> **What is being asked**:
Starting with the opening line of the material, restate every line word for word, and end on the line containing "pub const DEFAULT_DOWNLOAD_FILENAME: &str".

> **Task inputs**:
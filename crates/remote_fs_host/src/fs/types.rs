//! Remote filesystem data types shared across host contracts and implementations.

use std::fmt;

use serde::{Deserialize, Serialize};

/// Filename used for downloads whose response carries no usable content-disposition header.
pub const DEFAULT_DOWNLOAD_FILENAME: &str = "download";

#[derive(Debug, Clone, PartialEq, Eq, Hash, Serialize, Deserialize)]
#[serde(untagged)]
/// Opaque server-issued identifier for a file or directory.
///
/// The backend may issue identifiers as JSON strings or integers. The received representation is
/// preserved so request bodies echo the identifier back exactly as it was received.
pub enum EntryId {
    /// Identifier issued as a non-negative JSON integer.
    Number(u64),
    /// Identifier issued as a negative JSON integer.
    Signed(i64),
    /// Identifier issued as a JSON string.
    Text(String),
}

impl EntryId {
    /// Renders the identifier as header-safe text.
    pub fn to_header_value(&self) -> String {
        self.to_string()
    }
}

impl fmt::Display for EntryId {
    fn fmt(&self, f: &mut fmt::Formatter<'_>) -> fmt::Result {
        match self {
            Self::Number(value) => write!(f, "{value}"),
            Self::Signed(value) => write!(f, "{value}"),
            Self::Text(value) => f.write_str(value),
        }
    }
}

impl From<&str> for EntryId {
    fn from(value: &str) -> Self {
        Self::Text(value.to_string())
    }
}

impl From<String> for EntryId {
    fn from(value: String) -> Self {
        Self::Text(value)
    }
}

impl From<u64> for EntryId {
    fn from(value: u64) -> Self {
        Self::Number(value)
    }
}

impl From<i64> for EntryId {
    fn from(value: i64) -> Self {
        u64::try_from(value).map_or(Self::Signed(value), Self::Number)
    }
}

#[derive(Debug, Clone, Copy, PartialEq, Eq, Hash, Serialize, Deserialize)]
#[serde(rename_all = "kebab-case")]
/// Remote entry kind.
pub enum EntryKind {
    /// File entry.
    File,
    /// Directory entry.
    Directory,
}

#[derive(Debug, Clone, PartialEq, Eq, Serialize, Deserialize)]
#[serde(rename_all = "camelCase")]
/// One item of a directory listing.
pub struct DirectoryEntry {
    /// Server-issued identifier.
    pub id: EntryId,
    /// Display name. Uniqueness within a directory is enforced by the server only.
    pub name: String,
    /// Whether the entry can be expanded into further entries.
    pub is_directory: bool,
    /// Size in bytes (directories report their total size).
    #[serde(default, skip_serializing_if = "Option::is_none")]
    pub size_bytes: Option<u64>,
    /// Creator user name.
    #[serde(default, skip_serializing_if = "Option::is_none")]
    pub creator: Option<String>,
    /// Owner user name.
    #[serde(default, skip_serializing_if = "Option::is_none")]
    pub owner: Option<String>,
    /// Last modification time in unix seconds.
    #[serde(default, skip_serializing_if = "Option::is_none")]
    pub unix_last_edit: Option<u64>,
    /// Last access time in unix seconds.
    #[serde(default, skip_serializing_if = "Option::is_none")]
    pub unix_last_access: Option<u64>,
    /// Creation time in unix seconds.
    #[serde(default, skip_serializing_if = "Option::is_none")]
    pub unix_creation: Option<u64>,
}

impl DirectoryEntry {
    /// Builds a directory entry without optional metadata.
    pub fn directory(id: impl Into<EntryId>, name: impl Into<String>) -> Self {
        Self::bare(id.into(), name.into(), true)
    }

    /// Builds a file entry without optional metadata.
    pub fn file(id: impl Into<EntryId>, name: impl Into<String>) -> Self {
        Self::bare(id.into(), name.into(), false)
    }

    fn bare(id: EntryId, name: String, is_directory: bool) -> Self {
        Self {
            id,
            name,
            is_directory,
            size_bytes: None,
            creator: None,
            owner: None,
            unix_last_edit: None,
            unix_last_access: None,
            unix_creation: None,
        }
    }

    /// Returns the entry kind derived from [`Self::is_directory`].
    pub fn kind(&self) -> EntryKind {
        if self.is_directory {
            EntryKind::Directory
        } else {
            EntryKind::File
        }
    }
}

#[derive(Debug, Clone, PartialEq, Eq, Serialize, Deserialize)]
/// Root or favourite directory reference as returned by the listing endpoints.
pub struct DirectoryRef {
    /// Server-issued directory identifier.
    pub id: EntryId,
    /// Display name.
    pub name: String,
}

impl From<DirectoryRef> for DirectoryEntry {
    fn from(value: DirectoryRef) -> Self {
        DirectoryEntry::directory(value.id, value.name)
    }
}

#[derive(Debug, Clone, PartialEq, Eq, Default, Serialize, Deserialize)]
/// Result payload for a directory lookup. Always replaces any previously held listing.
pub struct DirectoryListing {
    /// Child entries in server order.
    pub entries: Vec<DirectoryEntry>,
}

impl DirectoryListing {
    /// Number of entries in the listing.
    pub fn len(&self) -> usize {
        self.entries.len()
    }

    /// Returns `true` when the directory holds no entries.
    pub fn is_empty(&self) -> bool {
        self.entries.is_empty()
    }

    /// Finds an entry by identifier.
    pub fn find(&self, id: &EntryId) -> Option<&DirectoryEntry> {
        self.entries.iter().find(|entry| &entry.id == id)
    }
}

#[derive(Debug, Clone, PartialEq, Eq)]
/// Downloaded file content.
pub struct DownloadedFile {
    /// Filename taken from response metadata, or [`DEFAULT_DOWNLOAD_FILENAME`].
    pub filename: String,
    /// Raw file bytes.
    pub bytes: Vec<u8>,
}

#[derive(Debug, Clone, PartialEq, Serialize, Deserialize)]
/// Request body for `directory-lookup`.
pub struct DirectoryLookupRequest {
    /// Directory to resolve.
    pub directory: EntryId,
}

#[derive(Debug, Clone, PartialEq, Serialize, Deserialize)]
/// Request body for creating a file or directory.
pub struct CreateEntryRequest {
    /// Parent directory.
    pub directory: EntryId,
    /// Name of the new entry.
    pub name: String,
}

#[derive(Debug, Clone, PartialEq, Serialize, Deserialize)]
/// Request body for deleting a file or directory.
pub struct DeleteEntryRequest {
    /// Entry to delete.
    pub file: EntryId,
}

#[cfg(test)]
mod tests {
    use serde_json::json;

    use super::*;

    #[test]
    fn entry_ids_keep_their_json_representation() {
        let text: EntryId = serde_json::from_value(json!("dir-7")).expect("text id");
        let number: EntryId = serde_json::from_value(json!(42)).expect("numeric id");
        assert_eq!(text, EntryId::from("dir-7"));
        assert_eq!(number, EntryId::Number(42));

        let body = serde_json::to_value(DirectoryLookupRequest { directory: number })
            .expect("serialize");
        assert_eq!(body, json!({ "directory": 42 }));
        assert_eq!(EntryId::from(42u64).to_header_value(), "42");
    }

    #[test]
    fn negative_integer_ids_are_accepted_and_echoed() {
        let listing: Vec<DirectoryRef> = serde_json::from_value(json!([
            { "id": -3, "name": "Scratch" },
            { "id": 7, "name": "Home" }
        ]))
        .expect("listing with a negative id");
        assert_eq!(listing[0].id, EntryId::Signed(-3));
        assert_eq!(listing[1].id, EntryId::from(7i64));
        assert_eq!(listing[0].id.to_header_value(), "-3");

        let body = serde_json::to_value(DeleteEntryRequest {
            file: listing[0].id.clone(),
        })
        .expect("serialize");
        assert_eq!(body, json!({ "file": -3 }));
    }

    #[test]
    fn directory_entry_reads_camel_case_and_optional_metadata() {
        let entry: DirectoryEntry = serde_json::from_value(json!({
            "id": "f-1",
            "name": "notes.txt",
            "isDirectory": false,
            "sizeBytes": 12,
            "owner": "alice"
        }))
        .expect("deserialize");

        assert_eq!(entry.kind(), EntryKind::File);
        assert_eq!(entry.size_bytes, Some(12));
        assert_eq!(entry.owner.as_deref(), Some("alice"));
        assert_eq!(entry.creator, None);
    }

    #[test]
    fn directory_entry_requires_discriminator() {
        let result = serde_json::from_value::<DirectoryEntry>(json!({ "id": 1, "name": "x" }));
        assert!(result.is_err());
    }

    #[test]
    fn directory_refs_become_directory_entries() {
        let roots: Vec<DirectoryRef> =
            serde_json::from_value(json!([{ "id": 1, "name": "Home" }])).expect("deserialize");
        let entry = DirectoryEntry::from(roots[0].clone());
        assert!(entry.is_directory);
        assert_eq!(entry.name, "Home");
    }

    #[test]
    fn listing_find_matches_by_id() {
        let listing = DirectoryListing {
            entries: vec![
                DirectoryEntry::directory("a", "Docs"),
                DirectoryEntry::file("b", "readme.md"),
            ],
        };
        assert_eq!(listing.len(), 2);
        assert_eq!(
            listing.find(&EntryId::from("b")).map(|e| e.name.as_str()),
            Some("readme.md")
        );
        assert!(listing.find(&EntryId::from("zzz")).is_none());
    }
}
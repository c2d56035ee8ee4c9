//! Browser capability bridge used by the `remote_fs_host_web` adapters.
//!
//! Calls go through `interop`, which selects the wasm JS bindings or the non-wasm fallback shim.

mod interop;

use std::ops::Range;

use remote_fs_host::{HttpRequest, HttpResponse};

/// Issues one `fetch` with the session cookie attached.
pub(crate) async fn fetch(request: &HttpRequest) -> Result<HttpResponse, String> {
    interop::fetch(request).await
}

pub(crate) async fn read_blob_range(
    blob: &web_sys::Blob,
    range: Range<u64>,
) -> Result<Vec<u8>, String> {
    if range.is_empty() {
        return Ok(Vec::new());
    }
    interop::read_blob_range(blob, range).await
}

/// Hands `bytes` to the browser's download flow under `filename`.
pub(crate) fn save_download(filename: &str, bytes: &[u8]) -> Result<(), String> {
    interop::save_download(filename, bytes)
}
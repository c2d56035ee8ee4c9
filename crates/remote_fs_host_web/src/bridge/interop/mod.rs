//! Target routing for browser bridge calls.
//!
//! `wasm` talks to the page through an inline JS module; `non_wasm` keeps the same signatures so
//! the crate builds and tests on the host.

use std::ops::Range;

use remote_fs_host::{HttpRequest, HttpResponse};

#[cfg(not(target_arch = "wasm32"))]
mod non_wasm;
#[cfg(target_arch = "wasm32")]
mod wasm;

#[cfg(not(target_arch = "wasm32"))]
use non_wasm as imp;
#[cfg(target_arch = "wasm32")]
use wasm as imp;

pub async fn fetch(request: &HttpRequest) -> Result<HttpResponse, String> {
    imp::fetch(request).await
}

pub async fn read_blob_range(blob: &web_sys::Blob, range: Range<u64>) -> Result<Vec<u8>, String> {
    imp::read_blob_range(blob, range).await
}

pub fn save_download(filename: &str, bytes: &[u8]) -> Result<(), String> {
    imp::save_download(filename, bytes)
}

> **Solved problem**:
filename crates/remote_fs_host/src/fs/types.rs
//! Remote filesystem data types shared across host contracts and implementations.

use std::fmt;

use serde::{Deserialize, Serialize};

/// Filename used for downloads whose response carries no usable content-disposition header.
pub const DEFAULT_DOWNLOAD_FILENAME: &str = "download";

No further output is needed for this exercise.